• **WHAT TO PRODUCE**: The line containing "Checkpoint clamping configuration." marks the end: quote every line from the start of the records below through it, word for word.

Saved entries
—————

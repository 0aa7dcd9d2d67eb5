//! TOML-based application configuration.
//!
//! Stores:
//! - The duration profile table
//! - Risk policy (strict or bounded)
//! - Checkpoint clamping for demonstrations
//! - Display settings for clock times
//!
//! Configuration is stored at `~/.config/gatetime/config.toml`.

use std::io::ErrorKind;
use std::path::{Path, PathBuf};

use chrono::FixedOffset;
use serde::{Deserialize, Serialize};
use tracing::debug;

use super::data_dir;
use crate::checkpoint::{CheckpointClamp, DEFAULT_MAX_SHIFT_MINUTES};
use crate::error::{ConfigError, CoreError};
use crate::profile::{DurationProfile, MAX_DURATION_MINUTES};
use crate::risk::RiskPolicy;

#[derive(Debug, Clone, Copy, Default, PartialEq, Eq, Serialize, Deserialize)]
#[serde(rename_all = "snake_case")]
pub enum ClampMode {
    #[default]
    Exact,
    Bounded,
}

/// Checkpoint clamping configuration.
#[derive(Debug, Clone, PartialEq, Eq, Serialize, Deserialize)]
pub struct CheckpointConfig {
    #[serde(default)]
    pub clamp: ClampMode,
    /// Only used when `clamp` is `bounded`.
    #[serde(default = "default_max_shift_minutes")]
    pub max_shift_minutes: i64,
}

/// Display configuration.
#[derive(Debug, Clone, PartialEq, Eq, Serialize, Deserialize)]
pub struct DisplayConfig {
    /// Offset from UTC used to show and read clock times.
    #[serde(default)]
    pub utc_offset_minutes: i32,
    #[serde(default = "default_true")]
    pub time_format_24h: bool,
}

/// Application configuration.
///
/// Serialized to/from TOML at `~/.config/gatetime/config.toml`.
#[derive(Debug, Clone, Default, PartialEq, Eq, Serialize, Deserialize)]
pub struct Config {
    #[serde(default)]
    pub profile: DurationProfile,
    #[serde(default)]
    pub risk_policy: RiskPolicy,
    #[serde(default)]
    pub checkpoint: CheckpointConfig,
    #[serde(default)]
    pub display: DisplayConfig,
}

fn default_max_shift_minutes() -> i64 {
    DEFAULT_MAX_SHIFT_MINUTES
}
fn default_true() -> bool {
    true
}

impl Default for CheckpointConfig {
    fn default() -> Self {
        Self {
            clamp: ClampMode::Exact,
            max_shift_minutes: default_max_shift_minutes(),
        }
    }
}

impl Default for DisplayConfig {
    fn default() -> Self {
        Self {
            utc_offset_minutes: 0,
            time_format_24h: true,
        }
    }
}

impl Config {
    fn get_json_value_by_path<'a>(
        root: &'a serde_json::Value,
        key: &str,
    ) -> Option<&'a serde_json::Value> {
        if key.is_empty() {
            return None;
        }

        let mut current = root;
        for part in key.split('.') {
            current = current.get(part)?;
        }
        Some(current)
    }

    fn set_json_value_by_path(
        root: &mut serde_json::Value,
        key: &str,
        value: &str,
    ) -> Result<(), ConfigError> {
        let unknown = || ConfigError::UnknownKey(key.to_string());
        let invalid = |message: String| ConfigError::InvalidValue {
            key: key.to_string(),
            message,
        };

        let mut parts = key.split('.').peekable();
        if key.is_empty() {
            return Err(unknown());
        }

        let mut current = root;
        while let Some(part) = parts.next() {
            if parts.peek().is_some() {
                current = current.get_mut(part).ok_or_else(unknown)?;
                continue;
            }

            let obj = current.as_object_mut().ok_or_else(unknown)?;
            let existing = obj.get(part).ok_or_else(unknown)?;

            let new_value = match existing {
                serde_json::Value::Bool(_) => value
                    .parse::<bool>()
                    .map(serde_json::Value::Bool)
                    .map_err(|e| invalid(e.to_string()))?,
                serde_json::Value::Number(_) => {
                    if let Ok(n) = value.parse::<i64>() {
                        serde_json::Value::Number(n.into())
                    } else {
                        return Err(invalid(format!("cannot parse '{value}' as integer")));
                    }
                }
                serde_json::Value::Object(_) | serde_json::Value::Array(_) => {
                    serde_json::from_str(value).map_err(|e| invalid(e.to_string()))?
                }
                _ => serde_json::Value::String(value.into()),
            };

            obj.insert(part.to_string(), new_value);
            return Ok(());
        }

        Err(unknown())
    }

    /// Default location inside the data directory.
    ///
    /// # Errors
    ///
    /// Returns an error if the data directory cannot be created.
    pub fn path() -> Result<PathBuf, CoreError> {
        Ok(data_dir()?.join("config.toml"))
    }

    /// Load from the default location, writing defaults if missing.
    ///
    /// # Errors
    ///
    /// Returns an error if the file exists but cannot be parsed or fails
    /// validation, or if defaults cannot be written.
    pub fn load() -> Result<Self, CoreError> {
        Self::load_from(&Self::path()?)
    }

    /// Load from an explicit path, writing defaults if missing.
    ///
    /// # Errors
    ///
    /// See [`Config::load`].
    pub fn load_from(path: &Path) -> Result<Self, CoreError> {
        match std::fs::read_to_string(path) {
            Ok(content) => {
                let cfg: Config = toml::from_str(&content).map_err(|e| ConfigError::LoadFailed {
                    path: path.to_path_buf(),
                    message: e.to_string(),
                })?;
                cfg.validate()?;
                debug!(path = %path.display(), "loaded config");
                Ok(cfg)
            }
            Err(e) if e.kind() == ErrorKind::NotFound => {
                let cfg = Self::default();
                cfg.save_to(path)?;
                debug!(path = %path.display(), "wrote default config");
                Ok(cfg)
            }
            Err(e) => Err(ConfigError::LoadFailed {
                path: path.to_path_buf(),
                message: e.to_string(),
            }
            .into()),
        }
    }

    /// Load from disk, returning default on error.
    /// This is a convenience method that never fails.
    pub fn load_or_default() -> Self {
        Self::load().unwrap_or_default()
    }

    /// Persist to the default location.
    ///
    /// # Errors
    ///
    /// Returns an error if the config cannot be serialized or written.
    pub fn save(&self) -> Result<(), CoreError> {
        self.save_to(&Self::path()?)
    }

    /// Persist to an explicit path.
    ///
    /// # Errors
    ///
    /// Returns an error if the config cannot be serialized or written.
    pub fn save_to(&self, path: &Path) -> Result<(), CoreError> {
        let save_failed = |message: String| ConfigError::SaveFailed {
            path: path.to_path_buf(),
            message,
        };
        let content = toml::to_string_pretty(self).map_err(|e| save_failed(e.to_string()))?;
        std::fs::write(path, content).map_err(|e| save_failed(e.to_string()))?;
        Ok(())
    }

    /// Get a config value as string by dot-separated key.
    pub fn get(&self, key: &str) -> Option<String> {
        let json = serde_json::to_value(self).ok()?;
        let val = Self::get_json_value_by_path(&json, key)?;
        match val {
            serde_json::Value::String(s) => Some(s.clone()),
            other => Some(other.to_string()),
        }
    }

    /// Set a config value by dot-separated key. Does not save.
    ///
    /// # Errors
    ///
    /// Returns an error if the key is unknown, the value cannot be parsed,
    /// or the result fails validation. On error `self` is unchanged.
    pub fn set(&mut self, key: &str, value: &str) -> Result<(), CoreError> {
        let mut json = serde_json::to_value(&*self)?;
        Self::set_json_value_by_path(&mut json, key, value)?;
        let updated: Config = serde_json::from_value(json).map_err(|e| ConfigError::InvalidValue {
            key: key.to_string(),
            message: e.to_string(),
        })?;
        updated.validate()?;
        *self = updated;
        Ok(())
    }

    /// Check every section for out-of-range values.
    ///
    /// # Errors
    ///
    /// Returns [`ConfigError::InvalidValue`] for the first offending key.
    pub fn validate(&self) -> Result<(), ConfigError> {
        self.profile.validate()?;
        if !(0..=MAX_DURATION_MINUTES).contains(&self.checkpoint.max_shift_minutes) {
            return Err(ConfigError::InvalidValue {
                key: "checkpoint.max_shift_minutes".into(),
                message: format!("must be between 0 and {MAX_DURATION_MINUTES}"),
            });
        }
        if self.display_offset().is_none() {
            return Err(ConfigError::InvalidValue {
                key: "display.utc_offset_minutes".into(),
                message: format!(
                    "{} is outside -1439..=1439",
                    self.display.utc_offset_minutes
                ),
            });
        }
        Ok(())
    }

    pub fn checkpoint_clamp(&self) -> CheckpointClamp {
        match self.checkpoint.clamp {
            ClampMode::Exact => CheckpointClamp::Exact,
            ClampMode::Bounded => CheckpointClamp::Bounded {
                max_shift_minutes: self.checkpoint.max_shift_minutes,
            },
        }
    }

    /// Display offset, or `None` when out of range.
    pub fn display_offset(&self) -> Option<FixedOffset> {
        FixedOffset::east_opt(self.display.utc_offset_minutes.checked_mul(60)?)
    }
}

#[cfg(test)]
mod tests {
    use super::*;

    #[test]
    fn default_config_roundtrip() {
        let cfg = Config::default();
        let toml_str = toml::to_string_pretty(&cfg).unwrap();
        let parsed: Config = toml::from_str(&toml_str).unwrap();
        assert_eq!(parsed, cfg);
        assert_eq!(parsed.profile.walk_to_gate, 10);
        assert_eq!(parsed.risk_policy, RiskPolicy::Strict);
    }

    #[test]
    fn empty_file_is_all_defaults() {
        let parsed: Config = toml::from_str("").unwrap();
        assert_eq!(parsed, Config::default());
    }

    #[test]
    fn partial_sections_parse() {
        let parsed: Config = toml::from_str(
            "risk_policy = \"bounded\"\n[checkpoint]\nclamp = \"bounded\"\n[profile.buffer]\nbalanced = 20\n",
        )
        .unwrap();
        assert_eq!(parsed.risk_policy, RiskPolicy::Bounded);
        assert_eq!(parsed.checkpoint_clamp(), CheckpointClamp::Bounded { max_shift_minutes: 10 });
        assert_eq!(parsed.profile.buffer.balanced, 20);
        assert_eq!(parsed.profile.buffer.very_safe, 30);
    }

    #[test]
    fn get_supports_dot_path_keys() {
        let cfg = Config::default();
        assert_eq!(cfg.get("profile.travel.transit").as_deref(), Some("50"));
        assert_eq!(cfg.get("risk_policy").as_deref(), Some("strict"));
        assert_eq!(cfg.get("display.time_format_24h").as_deref(), Some("true"));
        assert!(cfg.get("profile.missing_key").is_none());
        assert!(cfg.get("").is_none());
    }

    #[test]
    fn set_updates_nested_values() {
        let mut cfg = Config::default();
        cfg.set("profile.security.standard", "30").unwrap();
        cfg.set("risk_policy", "bounded").unwrap();
        cfg.set("display.utc_offset_minutes", "-360").unwrap();
        cfg.set("display.time_format_24h", "false").unwrap();

        assert_eq!(cfg.profile.security.standard, 30);
        assert_eq!(cfg.risk_policy, RiskPolicy::Bounded);
        assert_eq!(cfg.display_offset(), FixedOffset::west_opt(6 * 3600));
        assert!(!cfg.display.time_format_24h);
    }

    #[test]
    fn set_rejects_unknown_key_and_bad_values() {
        let mut cfg = Config::default();
        assert!(matches!(
            cfg.set("profile.nonexistent", "1"),
            Err(CoreError::Config(ConfigError::UnknownKey(_)))
        ));
        assert!(cfg.set("display.time_format_24h", "maybe").is_err());
        assert!(cfg.set("profile.walk_to_gate", "ten").is_err());
        assert!(cfg.set("risk_policy", "reckless").is_err());
        assert_eq!(cfg, Config::default());
    }

    #[test]
    fn set_rejects_values_failing_validation() {
        let mut cfg = Config::default();
        assert!(cfg.set("profile.walk_to_gate", "-5").is_err());
        assert!(cfg.set("display.utc_offset_minutes", "1440").is_err());
        assert!(cfg.set("checkpoint.max_shift_minutes", "-1").is_err());
        assert!(cfg.set("profile.travel.car", "9999999999999").is_err());
        assert!(cfg.set("profile.buffer.balanced", "1441").is_err());
        assert_eq!(cfg, Config::default());
    }

    #[test]
    fn load_from_writes_defaults_then_reads_back() {
        let dir = tempfile::tempdir().unwrap();
        let path = dir.path().join("config.toml");

        let cfg = Config::load_from(&path).unwrap();
        assert_eq!(cfg, Config::default());
        assert!(path.exists());

        let mut changed = cfg.clone();
        changed.set("checkpoint.clamp", "bounded").unwrap();
        changed.save_to(&path).unwrap();
        assert_eq!(Config::load_from(&path).unwrap(), changed);
    }

    #[test]
    fn load_from_rejects_invalid_file() {
        let dir = tempfile::tempdir().unwrap();
        let path = dir.path().join("config.toml");
        std::fs::write(&path, "[profile]\nwalk_to_gate = -3\n").unwrap();
        assert!(Config::load_from(&path).is_err());

        std::fs::write(&path, "not = [valid").unwrap();
        assert!(matches!(
            Config::load_from(&path),
            Err(CoreError::Config(ConfigError::LoadFailed { .. }))
        ));
    }

    #[test]
    fn load_from_leaves_unreadable_file_untouched() {
        let dir = tempfile::tempdir().unwrap();
        let path = dir.path().join("config.toml");
        let bytes = b"# caf\xe9\nrisk_policy = \"bounded\"\n".to_vec();
        std::fs::write(&path, &bytes).unwrap();

        assert!(matches!(
            Config::load_from(&path),
            Err(CoreError::Config(ConfigError::LoadFailed { .. }))
        ));
        assert_eq!(std::fs::read(&path).unwrap(), bytes);
    }

    #[test]
    fn load_from_directory_is_an_error() {
        let dir = tempfile::tempdir().unwrap();
        assert!(matches!(
            Config::load_from(dir.path()),
            Err(CoreError::Config(ConfigError::LoadFailed { .. }))
        ));
        assert!(dir.path().is_dir());
    }
}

—————

• **SOLUTION**:
repository 0aa7dcd9d2d67eb5
//! TOML-based application configuration.
//!
//! Stores:
//! - The duration profile table
//! - Risk policy (strict or bounded)
//! - Checkpoint clamping for demonstrations
//! - Display settings for clock times
//!
//! Configuration is stored at `~/.config/gatetime/config.toml`.

use std::io::ErrorKind;
use std::path::{Path, PathBuf};

use chrono::FixedOffset;
use serde::{Deserialize, Serialize};
use tracing::debug;

use super::data_dir;
use crate::checkpoint::{CheckpointClamp, DEFAULT_MAX_SHIFT_MINUTES};
use crate::error::{ConfigError, CoreError};
use crate::profile::{DurationProfile, MAX_DURATION_MINUTES};
use crate::risk::RiskPolicy;

#[derive(Debug, Clone, Copy, Default, PartialEq, Eq, Serialize, Deserialize)]
#[serde(rename_all = "snake_case")]
pub enum ClampMode {
    #[default]
    Exact,
    Bounded,
}

/// Checkpoint clamping configuration.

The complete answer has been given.